Правда, это наводит на один из самых трудных вопросов времени. Предполагается, например, что в некоторых отношениях «высшие» экземпляры расы не являются самыми здоровыми или самыми приспособленными. Гениальность, по мнению некоторых людей, — это разновидность болезни, а интеллектуальная мощь достигается за счет уменьшения репродуктивной способности. Низшая раса, опять же, если мы измеряем «высокое» и «низкое» по интеллектуальным способностям, может вытеснить высшую расу, потому что она может содержать себя дешевле, или, другими словами, потому что она более эффективна для промышленных целей. Не претендуя на то, чтобы выносить суждения по таким вопросам, я просто спрошу, не интерпретирует ли это замечание профессора Гексли о той «космической природе», которая все еще так сильна и которая, вероятно, будет сильной до тех пор, пока людям нужны желудки. Мы, я думаю, должны не подавлять ее, а адаптировать к новым обстоятельствам. Мы заняты решением гигантской проблемы: какой тип человека является лучшим в смысле наиболее эффективного? Какое сочетание мозгов и желудка является лучшим? Мы производим святых, которые «слишком хороши, чтобы жить», и философов, которые слишком быстро перешли к мозгам. Они не оправдывают себя на практике, потому что они — инструменты, слишком деликатные для грубой работы повседневной жизни. Они могут дать нам предвкушение качеств, которые когда-нибудь станут возможны для среднего человека; интеллектуальных и моральных качеств, которые, хотя сейчас исключительны, могут стать обыденными. Но лучший материал для расы — это те, в ком нам посчастливилось найти счастливое сочетание, в котором большая интеллектуальная мощь производится без потери физической бодрости. Такие люди, вероятно, не будут так сильно отклоняться от среднего типа. Примирение двух условий может быть достигнуто только очень постепенным процессом медленного продвижения в правильном направлении. Тем временем теория борьбы за существование оправдывает нас, вместо того чтобы осуждать, за сохранение деликатного ребенка, который может оказаться Ньютоном или Китсом, потому что он оставит нам преимущество своих открытий или своих стихов, в то время как его физическая слабость заверяет нас, что он не будет распространять свой род.

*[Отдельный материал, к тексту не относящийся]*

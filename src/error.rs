use thiserror::Error;

use crate::types::{FileId, JobId, JobType};

/// Result type for queue operations.
pub type QueueResult<T> = Result<T, QueueError>;

/// Infrastructure errors for queue operations.
#[derive(Error, Debug, Clone)]
pub enum QueueError {
    #[error("job not found: {0}")]
    JobNotFound(JobId),

    #[error("job already exists for file {file_id} with type {job_type}")]
    DuplicateJob { file_id: FileId, job_type: JobType },

    #[error("creation race for file {file_id} ({job_type}) could not be resolved")]
    CreationRaceUnresolved { file_id: FileId, job_type: JobType },

    #[error("storage error: {0}")]
    Storage(String),
}

/// Failure raised by a job handler.
///
/// `code` is triage metadata only (`UPPER_SNAKE` identifiers such as
/// `S3_NOT_FOUND`); it never influences retry behavior.
#[derive(Error, Debug, Clone)]
#[error("{message}")]
pub struct HandlerError {
    code: Option<String>,
    message: String,
}

impl HandlerError {
    pub fn new(message: impl Into<String>) -> Self {
        Self {
            code: None,
            message: message.into(),
        }
    }

    pub fn with_code(code: impl Into<String>, message: impl Into<String>) -> Self {
        Self {
            code: Some(code.into()),
            message: message.into(),
        }
    }

    pub fn message(&self) -> &str {
        &self.message
    }

    /// Error code for structured triage: the explicit code, else an
    /// `UPPER_SNAKE:` prefix parsed from the message, else `HANDLER_ERROR`.
    pub fn code(&self) -> &str {
        if let Some(ref code) = self.code {
            return code;
        }
        if let Some((prefix, _)) = self.message.split_once(':') {
            let prefix = prefix.trim();
            if !prefix.is_empty()
                && prefix
                    .chars()
                    .all(|c| c.is_ascii_uppercase() || c == '_' || c.is_ascii_digit())
            {
                return prefix;
            }
        }
        "HANDLER_ERROR"
    }

    /// Short `CODE: message` summary for the job row.
    pub fn summary(&self) -> String {
        if self.code.is_none() && self.message.starts_with(self.code()) {
            return self.message.clone();
        }
        format!("{}: {}", self.code(), self.message)
    }
}
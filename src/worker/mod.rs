mod executor;
mod reclaimer;
mod scheduler;

pub use executor::JobExecutor;
pub use reclaimer::Reclaimer;
pub use scheduler::Scheduler;

use std::sync::Arc;

use tokio::sync::oneshot;
use tokio::task::JoinHandle;
use tracing::{error, info};

use crate::backoff::RetryPolicy;
use crate::config::WorkerConfig;
use crate::handler::HandlerRegistry;
use crate::metrics::QueueMetrics;
use crate::store::JobStore;
use crate::types::WorkerId;

/// Handle for one background loop.
pub struct LoopHandle {
    shutdown_tx: oneshot::Sender<()>,
    join_handle: JoinHandle<()>,
}

impl LoopHandle {
    pub(crate) fn new(shutdown_tx: oneshot::Sender<()>, join_handle: JoinHandle<()>) -> Self {
        Self {
            shutdown_tx,
            join_handle,
        }
    }

    /// Signal the loop and wait for it to finish its current cycle.
    pub async fn shutdown(self) {
        let _ = self.shutdown_tx.send(());
        if let Err(e) = self.join_handle.await {
            error!(error = %e, "background loop panicked");
        }
    }
}

/// One worker process over a shared store: a scheduler loop claiming and
/// executing jobs, and a reclaimer loop recovering abandoned ones.
///
/// Any number of workers (with distinct [`WorkerId`]s) may run against the
/// same store; the claim protocol is their only coordination.
pub struct QueueWorker {
    store: Arc<dyn JobStore>,
    handlers: Arc<HandlerRegistry>,
    retry: Arc<RetryPolicy>,
    metrics: Arc<QueueMetrics>,
    config: WorkerConfig,
}

impl QueueWorker {
    pub fn new(
        store: Arc<dyn JobStore>,
        handlers: Arc<HandlerRegistry>,
        config: WorkerConfig,
    ) -> Self {
        Self {
            store,
            handlers,
            retry: Arc::new(RetryPolicy::new()),
            metrics: Arc::new(QueueMetrics::new()),
            config,
        }
    }

    pub fn with_retry_policy(mut self, retry: Arc<RetryPolicy>) -> Self {
        self.retry = retry;
        self
    }

    pub fn with_metrics(mut self, metrics: Arc<QueueMetrics>) -> Self {
        self.metrics = metrics;
        self
    }

    pub fn metrics(&self) -> Arc<QueueMetrics> {
        self.metrics.clone()
    }

    /// Start the scheduler and reclaimer loops under the given identity.
    pub fn start(self, worker_id: WorkerId) -> WorkerHandle {
        let executor = Arc::new(JobExecutor::new(
            self.store.clone(),
            self.handlers.clone(),
            self.retry.clone(),
            self.metrics.clone(),
            self.config.max_attempts,
        ));
        let scheduler = Scheduler::new(
            self.store.clone(),
            executor,
            self.metrics.clone(),
            &self.config,
            worker_id.clone(),
        );
        let reclaimer = Reclaimer::new(self.store, self.retry, self.metrics, &self.config);

        info!(%worker_id, "queue worker started");
        WorkerHandle {
            scheduler: scheduler.spawn(),
            reclaimer: reclaimer.spawn(),
        }
    }
}

/// Shutdown handle for a running [`QueueWorker`]. In-flight executions
/// finish their current job; nothing new is claimed afterwards.
pub struct WorkerHandle {
    scheduler: LoopHandle,
    reclaimer: LoopHandle,
}

impl WorkerHandle {
    pub async fn shutdown(self) {
        self.scheduler.shutdown().await;
        self.reclaimer.shutdown().await;
    }
}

Это может привести к окончательному вопросу. Укрепляет ли мораль расы ее или ослабляет; приспосабливает ли ее к тому, чтобы удерживать свои позиции в общем равновесии, или делает ее истребление низкими моральными расами более вероятным? Я не предполагаю, что кто-либо стал бы отрицать то, что я уже предположил: чем моральнее раса, тем более гармонична и лучше организована, тем лучше она приспособлена для удержания своих позиций. Но если это признано, мы должны также признать, что изменение заключается не в том, что она перестала бороться, а в том, что она борется другими средствами. Она удерживает свои позиции не просто грубой силой, а справедливостью, гуманностью и интеллектом, в то время как, можно добавить, обладание такими качествами не ослабляет грубую силу, где такое качество все еще требуется. Самые цивилизованные расы, конечно, также наиболее грозны в войне. Но если мы возьмем противоположную альтернативу, я должен спросить, как любое качество, которое действительно ослабляет жизненную силу расы, может правильно называться моральным. Я бы полностью отверг любое правило поведения, которое, как можно было бы показать, имеет такую тенденцию. Это, действительно, указывает на то, что кажется мне моральной трудностью для большинства людей. Благотворительность, говорите вы, — это добродетель; благотворительность увеличивает нищенство и, таким образом, имеет тенденцию производить более слабое население; следовательно, моральное качество имеет тенденцию вдвойне уменьшать бодрость нации. Ответ, конечно, очевиден, и я уверен, что профессор Гексли в этом согласился бы со мной. Это то, что всякая благотворительность, которая поощряет деградировавший класс, является поэтому аморальной. «Фанатичный индивидуализм» сегодняшнего дня имеет свои слабости; но в этом вопросе мне кажется, что мы видим слабость не менее фанатичного «коллективизма».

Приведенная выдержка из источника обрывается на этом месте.